### [Dataset extract]
//! Account name helpers.
//!
//! Account names are colon-separated paths such as `Assets:US:Bank`. The
//! empty string is the root of the account tree.

/// Separator between account name segments.
pub const SEP: char = ':';

/// Join two path pieces, treating the empty string as the root.
#[must_use]
pub fn join(parent: &str, child: &str) -> String {
    if parent.is_empty() {
        child.to_string()
    } else {
        format!("{parent}{SEP}{child}")
    }
}

/// Parent of `account`, or `None` for the root.
///
/// ```
/// use beanroot_core::account;
/// assert_eq!(account::parent("Assets:US:Bank"), Some("Assets:US"));
/// assert_eq!(account::parent("Assets"), Some(""));
/// assert_eq!(account::parent(""), None);
/// ```
#[must_use]
pub fn parent(account: &str) -> Option<&str> {
    if account.is_empty() {
        return None;
    }
    Some(account.rsplit_once(SEP).map_or("", |(parent, _)| parent))
}

/// Last segment of `account`.
#[must_use]
pub fn leaf(account: &str) -> &str {
    account.rsplit_once(SEP).map_or(account, |(_, leaf)| leaf)
}

/// First segment of `account`.
#[must_use]
pub fn root(account: &str) -> &str {
    account.split_once(SEP).map_or(account, |(root, _)| root)
}

/// Segments of `account`; empty for the root.
pub fn components(account: &str) -> impl Iterator<Item = &str> {
    account.split(SEP).filter(|s| !s.is_empty())
}

/// True when `account` is `ancestor` itself or lies below it.
#[must_use]
pub fn is_under(account: &str, ancestor: &str) -> bool {
    ancestor.is_empty()
        || account == ancestor
        || (account.starts_with(ancestor) && account[ancestor.len()..].starts_with(SEP))
}

/// A segment is non-empty and does not contain the separator.
#[must_use]
pub fn is_segment(key: &str) -> bool {
    !key.is_empty() && !key.contains(SEP)
}

/// Check that `account` starts with one of `roots` and has no empty segment.
#[must_use]
pub fn is_valid(account: &str, roots: &[&str]) -> bool {
    !account.is_empty()
        && account.split(SEP).all(|s| !s.is_empty())
        && roots.contains(&root(account))
}

#[cfg(test)]
mod tests {
    use super::*;

    #[test]
    fn test_join() {
        assert_eq!(join("", "Assets"), "Assets");
        assert_eq!(join("Assets", "Cash"), "Assets:Cash");
    }

    #[test]
    fn test_leaf_and_root() {
        assert_eq!(leaf("Assets:US:Bank"), "Bank");
        assert_eq!(leaf("Assets"), "Assets");
        assert_eq!(root("Assets:US:Bank"), "Assets");
    }

    #[test]
    fn test_components() {
        assert_eq!(
            components("Assets:US:Bank").collect::<Vec<_>>(),
            vec!["Assets", "US", "Bank"]
        );
        assert_eq!(components("").count(), 0);
    }

    #[test]
    fn test_is_under() {
        assert!(is_under("Assets:US:Bank", "Assets:US"));
        assert!(is_under("Assets:US", "Assets:US"));
        assert!(!is_under("Assets:USD", "Assets:US"));
        assert!(is_under("Income", ""));
    }

    #[test]
    fn test_is_valid() {
        let roots = ["Assets", "Expenses"];
        assert!(is_valid("Assets:Cash", &roots));
        assert!(!is_valid("Assets::Cash", &roots));
        assert!(!is_valid("Revenue:Sales", &roots));
        assert!(!is_segment("Assets:Cash"));
        assert!(!is_segment(""));
    }
}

### [What the task asks]
All of the data should be retyped exactly.

### [Task answer]
//! Account name helpers.
//!
//! Account names are colon-separated paths such as `Assets:US:Bank`. The
//! empty string is the root of the account tree.

/// Separator between account name segments.
pub const SEP: char = ':';

/// Join two path pieces, treating the empty string as the root.
#[must_use]
pub fn join(parent: &str, child: &str) -> String {
    if parent.is_empty() {
        child.to_string()
    } else {
        format!("{parent}{SEP}{child}")
    }
}

/// Parent of `account`, or `None` for the root.
///
/// ```
/// use beanroot_core::account;
/// assert_eq!(account::parent("Assets:US:Bank"), Some("Assets:US"));
/// assert_eq!(account::parent("Assets"), Some(""));
/// assert_eq!(account::parent(""), None);
/// ```
#[must_use]
pub fn parent(account: &str) -> Option<&str> {
    if account.is_empty() {
        return None;
    }
    Some(account.rsplit_once(SEP).map_or("", |(parent, _)| parent))
}

/// Last segment of `account`.
#[must_use]
pub fn leaf(account: &str) -> &str {
    account.rsplit_once(SEP).map_or(account, |(_, leaf)| leaf)
}

/// First segment of `account`.
#[must_use]
pub fn root(account: &str) -> &str {
    account.split_once(SEP).map_or(account, |(root, _)| root)
}

/// Segments of `account`; empty for the root.
pub fn components(account: &str) -> impl Iterator<Item = &str> {
    account.split(SEP).filter(|s| !s.is_empty())
}

/// True when `account` is `ancestor` itself or lies below it.
#[must_use]
pub fn is_under(account: &str, ancestor: &str) -> bool {
    ancestor.is_empty()
        || account == ancestor
        || (account.starts_with(ancestor) && account[ancestor.len()..].starts_with(SEP))
}

/// A segment is non-empty and does not contain the separator.
#[must_use]
pub fn is_segment(key: &str) -> bool {
    !key.is_empty() && !key.contains(SEP)
}

/// Check that `account` starts with one of `roots` and has no empty segment.
#[must_use]
pub fn is_valid(account: &str, roots: &[&str]) -> bool {
    !account.is_empty()
        && account.split(SEP).all(|s| !s.is_empty())
        && roots.contains(&root(account))
}

#[cfg(test)]
mod tests {
    use super::*;

    #[test]
    fn test_join() {
        assert_eq!(join("", "Assets"), "Assets");
        assert_eq!(join("Assets", "Cash"), "Assets:Cash");
    }

    #[test]
    fn test_leaf_and_root() {
        assert_eq!(leaf("Assets:US:Bank"), "Bank");
        assert_eq!(leaf("Assets"), "Assets");
        assert_eq!(root("Assets:US:Bank"), "Assets");
    }

    #[test]
    fn test_components() {
        assert_eq!(
            components("Assets:US:Bank").collect::<Vec<_>>(),
            vec!["Assets", "US", "Bank"]
        );
        assert_eq!(components("").count(), 0);
    }

    #[test]
    fn test_is_under() {
        assert!(is_under("Assets:US:Bank", "Assets:US"));
        assert!(is_under("Assets:US", "Assets:US"));
        assert!(!is_under("Assets:USD", "Assets:US"));
        assert!(is_under("Income", ""));
    }

    #[test]
    fn test_is_valid() {
        let roots = ["Assets", "Expenses"];
        assert!(is_valid("Assets:Cash", &roots));
        assert!(!is_valid("Assets::Cash", &roots));
        assert!(!is_valid("Revenue:Sales", &roots));
        assert!(!is_segment("Assets:Cash"));
        assert!(!is_segment(""));
    }
}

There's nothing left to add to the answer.